If you are a business owner and use your personal vehicle for business purposes, none of the regular expenses of vehicle ownership are deductible.  You will pay for fuel, maintenance, repairs, insurance, license and registration from your own personal funds.  Then you can reimburse yourself for mileage actually driven for business purposes.  It is imperative that you keep a written log to document business miles driven in order to count this as an expense for your business.  The IRS sets mileage reimbursement rates.  The current rate is $0.575 per mile.  So if I drive 10 miles for business, I have essentially contributed $5.75 to my business, and can deduct $5.75 as a business expense.  The key here is to keep “contemporaneous” records of the date, odometer readings, and where you are traveling to and from.  The IRS prefers “contemporaneous” records meaning you write them down at the time it is happening rather than trying to reconstruct what happened after the fact.  I advise clients to keep a pocket size notebook in their car to record this information with every trip.
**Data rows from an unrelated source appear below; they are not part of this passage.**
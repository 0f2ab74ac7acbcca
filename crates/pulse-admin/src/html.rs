//! HTML generation for the embedded admin pages.
//!
//! Uses `quick-xml`'s writer so every attribute value and text node is
//! escaped. `<style>` and inline JSON bodies are written raw; callers only
//! pass trusted CSS or JSON that has been made safe with [`script_json`].

use std::io::Cursor;

use quick_xml::{
  Writer,
  events::{BytesEnd, BytesStart, BytesText, Event},
};
use serde::Serialize;

use crate::widget::{DocumentHead, HeadElement, LOADER_FUNCTION};

const APP_BRIDGE_SRC: &str = "https://cdn.shopify.com/shopifycloud/app-bridge.js";
const POLARIS_SRC: &str = "https://cdn.shopify.com/shopifycloud/polaris.js";

/// Serialise `value` for embedding inside a `<script>` element.
///
/// `<`, `>` and `&` only occur inside JSON strings, where their `\uXXXX`
/// escapes decode to the same value, so no `</script>` or `<!--` can reach
/// the HTML parser.
pub fn script_json<T: Serialize>(value: &T) -> serde_json::Result<String> {
  let json = serde_json::to_string(value)?;
  let mut out = String::with_capacity(json.len());
  for c in json.chars() {
    match c {
      '<' => out.push_str("\\u003c"),
      '>' => out.push_str("\\u003e"),
      '&' => out.push_str("\\u0026"),
      c => out.push(c),
    }
  }
  Ok(out)
}

pub struct HtmlWriter {
  writer: Writer<Cursor<Vec<u8>>>,
}

impl HtmlWriter {
  fn new() -> Self {
    Self { writer: Writer::new(Cursor::new(Vec::new())) }
  }

  // Writes go to an in-memory buffer and cannot fail.
  fn emit(&mut self, event: Event<'_>) { self.writer.write_event(event).unwrap(); }

  pub fn start(&mut self, tag: &str, attrs: &[(&str, &str)]) -> &mut Self {
    let mut el = BytesStart::new(tag);
    for (k, v) in attrs {
      el.push_attribute((*k, *v));
    }
    self.emit(Event::Start(el));
    self
  }

  pub fn end(&mut self, tag: &str) -> &mut Self {
    self.emit(Event::End(BytesEnd::new(tag)));
    self
  }

  pub fn text(&mut self, text: &str) -> &mut Self {
    self.emit(Event::Text(BytesText::new(text)));
    self
  }

  /// `<tag attrs>text</tag>` with `text` escaped.
  pub fn text_elem(&mut self, tag: &str, attrs: &[(&str, &str)], text: &str) -> &mut Self {
    self.start(tag, attrs).text(text).end(tag)
  }

  /// `<tag attrs>raw</tag>` with `raw` written verbatim.
  fn raw_elem(&mut self, tag: &str, attrs: &[(&str, &str)], raw: &str) -> &mut Self {
    self.start(tag, attrs);
    self.emit(Event::Text(BytesText::from_escaped(raw)));
    self.end(tag)
  }

  fn void(&mut self, tag: &str, attrs: &[(&str, &str)]) -> &mut Self {
    let mut el = BytesStart::new(tag);
    for (k, v) in attrs {
      el.push_attribute((*k, *v));
    }
    self.emit(Event::Empty(el));
    self
  }

  fn head_element(&mut self, element: &HeadElement) {
    match element {
      HeadElement::Style(css) => {
        self.raw_elem("style", &[], css);
      }
      HeadElement::Script(tag) => {
        let on_load = loader_call(&tag.on_load);
        let mut attrs: Vec<(&str, &str)> = vec![
          ("src", tag.src.as_str()),
          ("async", ""),
          ("onload", on_load.as_str()),
        ];
        attrs.extend(tag.attributes.iter().map(|(k, v)| (*k, v.as_str())));
        self.start("script", &attrs).end("script");
      }
      HeadElement::LoaderCall(container) => {
        self.raw_elem("script", &[], &loader_call(container));
      }
    }
  }
}

fn loader_call(container: &str) -> String {
  // Container ids are crate constants, never user input.
  format!("window.{LOADER_FUNCTION} && window.{LOADER_FUNCTION}('{container}')")
}

/// Page-level inputs shared by every admin document.
pub struct Document<'a> {
  pub title:     &'a str,
  pub api_key:   &'a str,
  pub head:      &'a DocumentHead,
  /// Pre-escaped JSON exposed to client code as `#loader-data`.
  pub data_json: &'a str,
}

impl Document<'_> {
  pub fn render(&self, body: impl FnOnce(&mut HtmlWriter)) -> String {
    let mut w = HtmlWriter::new();
    w.emit(Event::DocType(BytesText::from_escaped("html")));
    w.start("html", &[("lang", "en")]);

    w.start("head", &[]);
    w.void("meta", &[("charset", "utf-8")]);
    w.void("meta", &[("name", "viewport"), ("content", "width=device-width,initial-scale=1")]);
    w.void("meta", &[("name", "shopify-api-key"), ("content", self.api_key)]);
    w.text_elem("title", &[], self.title);
    w.start("script", &[("src", APP_BRIDGE_SRC)]).end("script");
    w.start("script", &[("src", POLARIS_SRC)]).end("script");
    for element in self.head.elements() {
      w.head_element(element);
    }
    w.end("head");

    w.start("body", &[]);
    body(&mut w);
    w.raw_elem(
      "script",
      &[("type", "application/json"), ("id", "loader-data")],
      self.data_json,
    );
    w.end("body");
    w.end("html");

    String::from_utf8_lossy(&w.writer.into_inner().into_inner()).into_owned()
  }
}
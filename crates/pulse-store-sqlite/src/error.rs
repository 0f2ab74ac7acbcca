//! Error type for `pulse-store-sqlite`.

use thiserror::Error;

#[derive(Debug, Error)]
pub enum Error {
  #[error("database error: {0}")]
  Database(#[from] tokio_rusqlite::Error),

  #[error("date/time parse error: {0}")]
  DateParse(String),
}

pub type Result<T, E = Error> = std::result::Result<T, E>;
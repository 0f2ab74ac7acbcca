//! Embedded admin routes for Pulse.
//!
//! Exposes an axum [`Router`] serving the changelog and request-feedback
//! pages, backed by any [`SessionStore`]. Each page resolves the current
//! user from the stored session, the session token's online-access claims
//! and, when needed, the shop's contact email from the Admin API.

pub mod admin_api;
pub mod auth;
pub mod error;
pub mod handlers;
pub mod html;
pub mod widget;

pub use error::Error;

use std::{path::PathBuf, sync::Arc};

use axum::{Router, routing::get};
use pulse_core::store::SessionStore;
use serde::Deserialize;
use tower_http::trace::TraceLayer;

use auth::SessionTokenVerifier;
use handlers::{changelog, feedback};
use widget::WidgetConfig;

// ─── Configuration ────────────────────────────────────────────────────────────

fn default_api_version() -> String { "2025-10".to_owned() }

/// Runtime configuration, deserialised from `config.toml` and `PULSE_*`
/// environment variables.
#[derive(Deserialize, Clone)]
pub struct AppConfig {
  pub host:              String,
  pub port:              u16,
  pub app_url:           String,
  pub api_key:           String,
  pub api_secret:        String,
  #[serde(default = "default_api_version")]
  pub api_version:       String,
  #[serde(default)]
  pub use_online_tokens: bool,
  pub store_path:        PathBuf,
  /// Replaces `https://{shop}` as the Admin API origin when set.
  #[serde(default)]
  pub admin_api_origin:  Option<String>,
  #[serde(default)]
  pub widget:            WidgetConfig,
}

// ─── Application state ────────────────────────────────────────────────────────

/// Shared state threaded through all axum handlers.
#[derive(Clone)]
pub struct AppState<S: SessionStore> {
  pub store:  Arc<S>,
  pub config: Arc<AppConfig>,
  pub auth:   Arc<SessionTokenVerifier>,
  pub http:   reqwest::Client,
}

impl<S: SessionStore> AppState<S> {
  pub fn new(store: S, config: AppConfig) -> reqwest::Result<Self> {
    Ok(Self {
      store:  Arc::new(store),
      auth:   Arc::new(SessionTokenVerifier::new(&config.api_key, &config.api_secret)),
      config: Arc::new(config),
      http:   admin_api::http_client()?,
    })
  }
}

// ─── Router ───────────────────────────────────────────────────────────────────

/// Build the axum [`Router`] for the admin app.
pub fn router<S>(state: AppState<S>) -> Router
where
  S: SessionStore + Clone + Send + Sync + 'static,
{
  Router::new()
    .route("/app/changelog",             get(changelog::page::<S>))
    .route("/app/changelog.data",        get(changelog::loader::<S>))
    .route("/app/request-feedback",      get(feedback::page::<S>))
    .route("/app/request-feedback.data", get(feedback::loader::<S>))
    .layer(TraceLayer::new_for_http())
    .with_state(state)
}

// ─── Integration tests ────────────────────────────────────────────────────────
One other tidbit to keep in mind when you are documenting business mileage is that commuting does not count as business mileage.  If you have a home office, and no business location other than your home office, business mileage is easy to understand.  Once you have a business location other than a home office, you can only count business travel to and from the business location as business mileage.  Traveling from your home to your business location doesn’t count:  it’s commuting.  Traveling from your home to a client’s office similarly doesn’t count.  The IRS considers that commuting, too.  If you travel from your home, to your office, then to the client’s office, you can count only the travel from your office to the client’s office as business mileage.  Travel from one business location to another is OK to count as business travel.  For example, traveling from one client’s office to another client’s office counts as business travel.

The main take-away for business owners is that automobile deductions are vastly different depending on who owns the vehicle.